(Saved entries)
┌──

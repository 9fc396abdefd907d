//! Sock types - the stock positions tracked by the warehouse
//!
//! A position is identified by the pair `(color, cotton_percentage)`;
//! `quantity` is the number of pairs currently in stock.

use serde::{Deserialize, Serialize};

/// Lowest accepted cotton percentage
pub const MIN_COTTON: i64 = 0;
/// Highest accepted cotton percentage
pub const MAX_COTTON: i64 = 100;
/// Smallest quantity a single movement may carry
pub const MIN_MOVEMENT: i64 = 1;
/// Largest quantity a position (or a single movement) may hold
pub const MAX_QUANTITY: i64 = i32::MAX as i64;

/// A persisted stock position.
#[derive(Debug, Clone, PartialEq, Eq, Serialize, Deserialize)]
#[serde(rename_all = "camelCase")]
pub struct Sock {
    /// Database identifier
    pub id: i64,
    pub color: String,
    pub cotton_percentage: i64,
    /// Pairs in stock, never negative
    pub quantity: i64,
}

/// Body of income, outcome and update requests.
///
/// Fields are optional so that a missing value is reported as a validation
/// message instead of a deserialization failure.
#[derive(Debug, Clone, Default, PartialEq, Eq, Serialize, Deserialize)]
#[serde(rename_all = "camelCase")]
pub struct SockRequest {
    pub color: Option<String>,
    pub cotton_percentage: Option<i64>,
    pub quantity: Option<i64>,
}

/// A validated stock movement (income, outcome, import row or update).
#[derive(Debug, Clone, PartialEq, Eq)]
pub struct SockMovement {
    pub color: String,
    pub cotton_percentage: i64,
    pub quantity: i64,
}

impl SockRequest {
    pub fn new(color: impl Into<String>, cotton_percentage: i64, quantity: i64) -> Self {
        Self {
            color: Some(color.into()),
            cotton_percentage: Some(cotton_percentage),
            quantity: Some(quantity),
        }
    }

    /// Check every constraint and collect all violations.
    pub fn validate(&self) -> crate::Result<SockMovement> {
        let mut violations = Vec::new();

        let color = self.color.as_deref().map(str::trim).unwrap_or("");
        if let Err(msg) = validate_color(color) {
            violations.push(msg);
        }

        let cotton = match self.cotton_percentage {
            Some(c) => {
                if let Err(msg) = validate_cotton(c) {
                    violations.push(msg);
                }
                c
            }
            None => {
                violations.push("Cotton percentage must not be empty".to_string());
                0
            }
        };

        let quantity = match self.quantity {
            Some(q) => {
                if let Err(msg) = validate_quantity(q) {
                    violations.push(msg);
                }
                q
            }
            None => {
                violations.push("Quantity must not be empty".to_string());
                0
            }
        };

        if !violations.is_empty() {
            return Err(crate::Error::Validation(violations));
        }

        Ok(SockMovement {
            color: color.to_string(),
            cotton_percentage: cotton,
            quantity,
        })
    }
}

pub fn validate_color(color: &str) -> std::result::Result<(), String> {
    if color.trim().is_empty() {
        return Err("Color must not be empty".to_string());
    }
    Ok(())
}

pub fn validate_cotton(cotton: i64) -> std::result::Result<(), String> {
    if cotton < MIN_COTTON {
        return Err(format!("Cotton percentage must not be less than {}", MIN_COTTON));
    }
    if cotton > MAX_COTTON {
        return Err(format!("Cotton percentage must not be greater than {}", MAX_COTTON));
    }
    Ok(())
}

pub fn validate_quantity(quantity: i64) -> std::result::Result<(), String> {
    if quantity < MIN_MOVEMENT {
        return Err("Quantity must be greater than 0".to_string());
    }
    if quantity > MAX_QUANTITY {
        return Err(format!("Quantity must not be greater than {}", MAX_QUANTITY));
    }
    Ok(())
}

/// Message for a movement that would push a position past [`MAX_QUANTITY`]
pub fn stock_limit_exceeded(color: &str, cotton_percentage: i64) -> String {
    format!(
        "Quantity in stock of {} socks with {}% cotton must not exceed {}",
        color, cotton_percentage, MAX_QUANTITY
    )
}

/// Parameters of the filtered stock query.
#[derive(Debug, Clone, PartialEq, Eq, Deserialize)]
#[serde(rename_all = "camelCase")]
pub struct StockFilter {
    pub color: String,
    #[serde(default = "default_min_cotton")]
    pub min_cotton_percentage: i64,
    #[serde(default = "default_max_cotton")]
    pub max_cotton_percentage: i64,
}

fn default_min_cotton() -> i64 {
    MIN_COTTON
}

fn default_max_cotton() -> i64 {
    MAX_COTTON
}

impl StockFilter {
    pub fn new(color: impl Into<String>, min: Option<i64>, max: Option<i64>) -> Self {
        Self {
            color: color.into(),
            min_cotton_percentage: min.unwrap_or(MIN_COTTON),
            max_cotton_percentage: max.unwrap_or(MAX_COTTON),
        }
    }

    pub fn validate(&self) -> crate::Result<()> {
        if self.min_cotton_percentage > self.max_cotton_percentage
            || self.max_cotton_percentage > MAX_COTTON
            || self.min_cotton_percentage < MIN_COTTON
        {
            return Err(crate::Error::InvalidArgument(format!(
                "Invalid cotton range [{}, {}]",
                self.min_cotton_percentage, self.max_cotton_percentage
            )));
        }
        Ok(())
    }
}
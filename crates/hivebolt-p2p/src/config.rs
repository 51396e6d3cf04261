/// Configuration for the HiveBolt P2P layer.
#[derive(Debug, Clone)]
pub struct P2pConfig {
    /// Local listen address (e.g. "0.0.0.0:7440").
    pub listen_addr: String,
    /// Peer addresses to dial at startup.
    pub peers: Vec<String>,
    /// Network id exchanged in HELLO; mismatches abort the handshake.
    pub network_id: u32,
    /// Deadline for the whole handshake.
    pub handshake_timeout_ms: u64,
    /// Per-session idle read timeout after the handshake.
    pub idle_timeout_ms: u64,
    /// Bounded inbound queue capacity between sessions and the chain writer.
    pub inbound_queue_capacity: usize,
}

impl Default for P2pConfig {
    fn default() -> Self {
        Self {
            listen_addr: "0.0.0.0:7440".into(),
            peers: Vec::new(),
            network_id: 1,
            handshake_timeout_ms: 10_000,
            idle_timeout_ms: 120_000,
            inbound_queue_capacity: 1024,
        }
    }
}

└──

Take the data above and return it exactly.

# [ANSWER TO THIS TASK]
repository 9fc396abdefd907d
//! Sock types - the stock positions tracked by the warehouse
//!
//! A position is identified by the pair `(color, cotton_percentage)`;
//! `quantity` is the number of pairs currently in stock.

use serde::{Deserialize, Serialize};

/// Lowest accepted cotton percentage
pub const MIN_COTTON: i64 = 0;
/// Highest accepted cotton percentage
pub const MAX_COTTON: i64 = 100;
/// Smallest quantity a single movement may carry
pub const MIN_MOVEMENT: i64 = 1;
/// Largest quantity a position (or a single movement) may hold
pub const MAX_QUANTITY: i64 = i32::MAX as i64;

/// A persisted stock position.
#[derive(Debug, Clone, PartialEq, Eq, Serialize, Deserialize)]
#[serde(rename_all = "camelCase")]
pub struct Sock {
    /// Database identifier
    pub id: i64,
    pub color: String,
    pub cotton_percentage: i64,
    /// Pairs in stock, never negative
    pub quantity: i64,
}

/// Body of income, outcome and update requests.
///
/// Fields are optional so that a missing value is reported as a validation
/// message instead of a deserialization failure.
#[derive(Debug, Clone, Default, PartialEq, Eq, Serialize, Deserialize)]
#[serde(rename_all = "camelCase")]
pub struct SockRequest {
    pub color: Option<String>,
    pub cotton_percentage: Option<i64>,
    pub quantity: Option<i64>,
}

/// A validated stock movement (income, outcome, import row or update).
#[derive(Debug, Clone, PartialEq, Eq)]
pub struct SockMovement {
    pub color: String,
    pub cotton_percentage: i64,
    pub quantity: i64,
}

impl SockRequest {
    pub fn new(color: impl Into<String>, cotton_percentage: i64, quantity: i64) -> Self {
        Self {
            color: Some(color.into()),
            cotton_percentage: Some(cotton_percentage),
            quantity: Some(quantity),
        }
    }

    /// Check every constraint and collect all violations.
    pub fn validate(&self) -> crate::Result<SockMovement> {
        let mut violations = Vec::new();

        let color = self.color.as_deref().map(str::trim).unwrap_or("");
        if let Err(msg) = validate_color(color) {
            violations.push(msg);
        }

        let cotton = match self.cotton_percentage {
            Some(c) => {
                if let Err(msg) = validate_cotton(c) {
                    violations.push(msg);
                }
                c
            }
            None => {
                violations.push("Cotton percentage must not be empty".to_string());
                0
            }
        };

        let quantity = match self.quantity {
            Some(q) => {
                if let Err(msg) = validate_quantity(q) {
                    violations.push(msg);
                }
                q
            }
            None => {
                violations.push("Quantity must not be empty".to_string());
                0
            }
        };

        if !violations.is_empty() {
            return Err(crate::Error::Validation(violations));
        }

        Ok(SockMovement {
            color: color.to_string(),
            cotton_percentage: cotton,
            quantity,
        })
    }
}

pub fn validate_color(color: &str) -> std::result::Result<(), String> {
    if color.trim().is_empty() {
        return Err("Color must not be empty".to_string());
    }
    Ok(())
}

pub fn validate_cotton(cotton: i64) -> std::result::Result<(), String> {
    if cotton < MIN_COTTON {
        return Err(format!("Cotton percentage must not be less than {}", MIN_COTTON));
    }
    if cotton > MAX_COTTON {
        return Err(format!("Cotton percentage must not be greater than {}", MAX_COTTON));
    }
    Ok(())
}

pub fn validate_quantity(quantity: i64) -> std::result::Result<(), String> {
    if quantity < MIN_MOVEMENT {
        return Err("Quantity must be greater than 0".to_string());
    }
    if quantity > MAX_QUANTITY {
        return Err(format!("Quantity must not be greater than {}", MAX_QUANTITY));
    }
    Ok(())
}

/// Message for a movement that would push a position past [`MAX_QUANTITY`]
pub fn stock_limit_exceeded(color: &str, cotton_percentage: i64) -> String {
    format!(
        "Quantity in stock of {} socks with {}% cotton must not exceed {}",
        color, cotton_percentage, MAX_QUANTITY
    )
}

/// Parameters of the filtered stock query.
#[derive(Debug, Clone, PartialEq, Eq, Deserialize)]
#[serde(rename_all = "camelCase")]
pub struct StockFilter {
    pub color: String,
    #[serde(default = "default_min_cotton")]
    pub min_cotton_percentage: i64,
    #[serde(default = "default_max_cotton")]
    pub max_cotton_percentage: i64,
}

fn default_min_cotton() -> i64 {
    MIN_COTTON
}

fn default_max_cotton() -> i64 {
    MAX_COTTON
}

impl StockFilter {
    pub fn new(color: impl Into<String>, min: Option<i64>, max: Option<i64>) -> Self {
        Self {
            color: color.into(),
            min_cotton_percentage: min.unwrap_or(MIN_COTTON),
            max_cotton_percentage: max.unwrap_or(MAX_COTTON),
        }
    }

    pub fn validate(&self) -> crate::Result<()> {
        if self.min_cotton_percentage > self.max_cotton_percentage
            || self.max_cotton_percentage > MAX_COTTON
            || self.min_cotton_percentage < MIN_COTTON
        {
            return Err(crate::Error::InvalidArgument(format!(
                "Invalid cotton range [{}, {}]",
                self.min_cotton_percentage, self.max_cotton_percentage
            )));
        }
        Ok(())
    }
}
filename crates/hivebolt-p2p/src/config.rs
repository 51396e6d3cf04261
/// Configuration for the HiveBolt P2P layer.
#[derive(Debug, Clone)]
pub struct P2pConfig {
    /// Local listen address (e.g. "0.0.0.0:7440").
    pub listen_addr: String,
    /// Peer addresses to dial at startup.
    pub peers: Vec<String>,
    /// Network id exchanged in HELLO; mismatches abort the handshake.
    pub network_id: u32,
    /// Deadline for the whole handshake.
    pub handshake_timeout_ms: u64,
    /// Per-session idle read timeout after the handshake.
    pub idle_timeout_ms: u64,
    /// Bounded inbound queue capacity between sessions and the chain writer.
    pub inbound_queue_capacity: usize,
}

impl Default for P2pConfig {
    fn default() -> Self {
        Self {
            listen_addr: "0.0.0.0:7440".into(),
            peers: Vec::new(),
            network_id: 1,
            handshake_timeout_ms: 10_000,
            idle_timeout_ms: 120_000,
            inbound_queue_capacity: 1024,
        }
    }
}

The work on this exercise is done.